------ Extracted entries ------

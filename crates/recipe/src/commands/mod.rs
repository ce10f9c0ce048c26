//! Command handlers, one module per subcommand.

pub mod completion;
pub mod parse;
pub mod recipe_cmd;
pub mod reflect;
pub mod shelf_cmd;
pub mod version;

use std::path::Path;
use std::sync::Arc;

use anyhow::{Context, Result};
use recipe_shelf::Shelf;
use recipe_storage::DbInfo;

use crate::context::RuntimeContext;

/// Open the database and compile the shelf file against `table`.
pub fn load_shelf(ctx: &RuntimeContext, path: &Path, table: &str) -> Result<(Arc<DbInfo>, Shelf)> {
    let dbinfo = ctx.dbinfo()?;
    let shelf = Shelf::load(path, &dbinfo, table)
        .with_context(|| format!("failed to load shelf {}", path.display()))?;
    Ok((dbinfo, shelf))
}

------

▶ Problem statement: Everything from the line containing "pub mod recipe_cmd;" to the bottom of the listing is to be set down exactly; leave out all other lines.

▶ Response for this exercise:
pub mod recipe_cmd;
pub mod reflect;
pub mod shelf_cmd;
pub mod version;

use std::path::Path;
use std::sync::Arc;

use anyhow::{Context, Result};
use recipe_shelf::Shelf;
use recipe_storage::DbInfo;

use crate::context::RuntimeContext;

/// Open the database and compile the shelf file against `table`.
pub fn load_shelf(ctx: &RuntimeContext, path: &Path, table: &str) -> Result<(Arc<DbInfo>, Shelf)> {
    let dbinfo = ctx.dbinfo()?;
    let shelf = Shelf::load(path, &dbinfo, table)
        .with_context(|| format!("failed to load shelf {}", path.display()))?;
    Ok((dbinfo, shelf))
}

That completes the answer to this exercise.